In New York City, the Human Resources Administration pays $215 per month for each qualifying tenant, those who receive Social Security or unemployment benefits pay $350.

Major Profits

It doesn’t sound like much, but with residents stuffed eight to a room, it can mean major profits for those who operate the houses.

An investigation published by The Crime Report in July found that some operators, who often also collect Medicaid and disability payments from residents, bring in millions each year.

The Crime Report's investigation and the Prisoner Reentry Institute study each found rampant claims that certain sober home operators were illegally coercing residents to attend specific drug treatment programs.

Tanya Kessler, a staff attorney at the Three-Quarter House Project at MFY Legal Services, a firm that has brought several suits on behalf of sober home residents, suggested at the John Jay forum that some operators get kickbacks for referring residents.
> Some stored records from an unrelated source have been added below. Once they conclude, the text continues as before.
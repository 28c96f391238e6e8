use numpy::PyArray2;
use pyo3::exceptions::PyValueError;
use pyo3::prelude::*;
use spatialrel_core::{AnalysisConfig, SpatialRelError};
use spatialrel_query::{value_map, QueryConfig};
use spatialrel_relations::RelationClassifier;
use spatialrel_scene::{Dataset, SceneBuilder};
use spatialrel_stats::DistanceAggregator;

use crate::points::{extract_points, ScenePoints};

fn to_py_err(err: SpatialRelError) -> PyErr {
    PyValueError::new_err(err.to_string())
}

#[pyclass(name = "BestCell")]
#[derive(Debug, Clone)]
pub struct PyBestCell {
    #[pyo3(get)]
    pub row: usize,
    #[pyo3(get)]
    pub col: usize,
    #[pyo3(get)]
    pub position: [f64; 2],
    #[pyo3(get)]
    pub value: f64,
}

#[pymethods]
impl PyBestCell {
    pub fn __repr__(&self) -> String {
        format!(
            "BestCell(x={:.3}, y={:.3}, value={:.6})",
            self.position[0], self.position[1], self.value
        )
    }
}

/// Collection of labelled scenes with optional observer positions.
#[pyclass(name = "Dataset")]
pub struct PyDataset {
    config: AnalysisConfig,
    inner: Dataset,
}

#[pymethods]
impl PyDataset {
    #[new]
    #[pyo3(signature = (max_labels=130, same_threshold=0.1, no_relation_threshold=2.0, use_3d=false))]
    pub fn new(
        max_labels: usize,
        same_threshold: f64,
        no_relation_threshold: f64,
        use_3d: bool,
    ) -> PyResult<Self> {
        let config = AnalysisConfig {
            max_labels,
            same_threshold,
            no_relation_threshold,
            use_3d,
            ..AnalysisConfig::default()
        };
        config.validate().map_err(to_py_err)?;
        Ok(Self {
            inner: Dataset::new(config.max_labels),
            config,
        })
    }

    /// Summarize an `(N, 3)` point array with per-point labels into a scene.
    #[pyo3(signature = (points, labels, reference=None))]
    pub fn add_scene(
        &mut self,
        points: &Bound<'_, PyAny>,
        labels: Vec<u32>,
        reference: Option<(f64, f64)>,
    ) -> PyResult<()> {
        let builder = SceneBuilder::from_config(&self.config);
        let scene = match extract_points(points, &labels)? {
            ScenePoints::Wide(points) => builder.build(points),
            ScenePoints::Cloud(cloud) => builder.build_cloud(&cloud),
        }
        .map_err(to_py_err)?;
        self.inner
            .push(scene, reference.map(|(x, y)| [x, y]))
            .map_err(to_py_err)
    }

    #[getter]
    pub fn max_labels(&self) -> usize {
        self.inner.max_labels()
    }

    /// Number of scenes each label appears in.
    pub fn presence_counts(&self) -> Vec<usize> {
        self.inner.presence_counts()
    }

    /// Returns `(mean, std_dev, count)` as `(max_labels, max_labels)` arrays.
    pub fn pair_statistics<'py>(
        &self,
        py: Python<'py>,
    ) -> PyResult<(
        Bound<'py, PyArray2<f64>>,
        Bound<'py, PyArray2<f64>>,
        Bound<'py, PyArray2<u64>>,
    )> {
        let stats = DistanceAggregator::new(&self.config).aggregate(&self.inner);
        let matrix = stats.matrix();
        let mean: Vec<Vec<f64>> = matrix.rows().map(|r| r.iter().map(|s| s.mean).collect()).collect();
        let std_dev: Vec<Vec<f64>> = matrix
            .rows()
            .map(|r| r.iter().map(|s| s.std_dev).collect())
            .collect();
        let count: Vec<Vec<u64>> = matrix
            .rows()
            .map(|r| r.iter().map(|s| s.count as u64).collect())
            .collect();
        Ok((
            PyArray2::from_vec2_bound(py, &mean)?,
            PyArray2::from_vec2_bound(py, &std_dev)?,
            PyArray2::from_vec2_bound(py, &count)?,
        ))
    }

    /// Relation codes (0 same, 1 left, 2 right, 3 front, 4 behind, 5 unrelated).
    pub fn relations<'py>(&self, py: Python<'py>) -> PyResult<Bound<'py, PyArray2<u8>>> {
        let relations = RelationClassifier::new(&self.config).classify(&self.inner);
        let codes: Vec<Vec<u8>> = relations
            .rows()
            .map(|r| r.iter().map(|rel| rel.code()).collect())
            .collect();
        Ok(PyArray2::from_vec2_bound(py, &codes)?)
    }

    /// Placement scores for `target` around `(label, x, y)` anchors; rows are x samples.
    #[pyo3(signature = (target, anchors, cells=30, half_extent=10.0))]
    pub fn value_map<'py>(
        &self,
        py: Python<'py>,
        target: u32,
        anchors: Vec<(u32, f64, f64)>,
        cells: usize,
        half_extent: f64,
    ) -> PyResult<(Bound<'py, PyArray2<f64>>, Option<PyBestCell>)> {
        let query = QueryConfig {
            cells,
            half_extent,
            ..QueryConfig::default()
        };
        let stats = DistanceAggregator::new(&self.config).aggregate(&self.inner);
        let anchors: Vec<(u32, [f64; 2])> =
            anchors.into_iter().map(|(l, x, y)| (l, [x, y])).collect();
        let map = value_map(&stats, target, &anchors, &query).map_err(to_py_err)?;

        let values = map.values();
        let rows: Vec<Vec<f64>> = values
            .row_iter()
            .map(|r| r.iter().copied().collect())
            .collect();
        let best = map.best_cell().map(|b| PyBestCell {
            row: b.row,
            col: b.col,
            position: b.position,
            value: b.value,
        });
        Ok((PyArray2::from_vec2_bound(py, &rows)?, best))
    }

    pub fn __len__(&self) -> usize {
        self.inner.len()
    }

    pub fn __repr__(&self) -> String {
        format!(
            "Dataset(scenes={}, max_labels={})",
            self.inner.len(),
            self.inner.max_labels()
        )
    }
}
“The question becomes, what is the connection?” Kessler said. “Why would a landlord be so invested in their tenants going to that specific program?

What we hear over and over again is that there’s a money thing going on.”

At both the Suffolk and John Jay discussions, advocates and local officials heard from state officials who argued their agencies were incapable of assuming greater oversight responsibilities.

Debbie Egel, a staff attorney for New York State Office of Alcoholism and Substance Abuse Services, said at the Suffolk hearing that the only way an oversight initiative can work is if it has the cooperation of all the agencies that feed funds into sober homes.

“OASAS can’t fix this problem by itself, that’s the reality,” Egel said. “Everyone can blame DSS (New York State’s Department of Social Services), but this is a partnership of multiple agencies on different levels that have to face what’s going on.”

For O’Neill, whose son died in a Suffolk sober home, Egel’s explanation rings true.

O'Neill addressed the board at the Suffolk county hearing, with a grim recital of the state agencies she reached out to after her son’s death.

First, she wrote to the office of state Attorney General Eric Schneiderman and was advised to contact OASAS. Her letter, she said, was passed on to DSS— with an explanation that it was not within their jurisdiction.

DSS repeated the response.

“It was being passed all over, because no one had any jurisdiction. I was flabbergasted,” O’Neill said.

When her son left three years ago, O’Neill thought she was sending him to a safe place to deal with his addiction, but as she navigated New York's labyrinth of oversight agencies, she realized she had let her son move to a place where no one was watching out for him.

“I have to live with this every second of my life ... when you hear ‘sober house,’ you think ‘sober,’ but it clearly wasn’t a safe environment,” O’Neill said.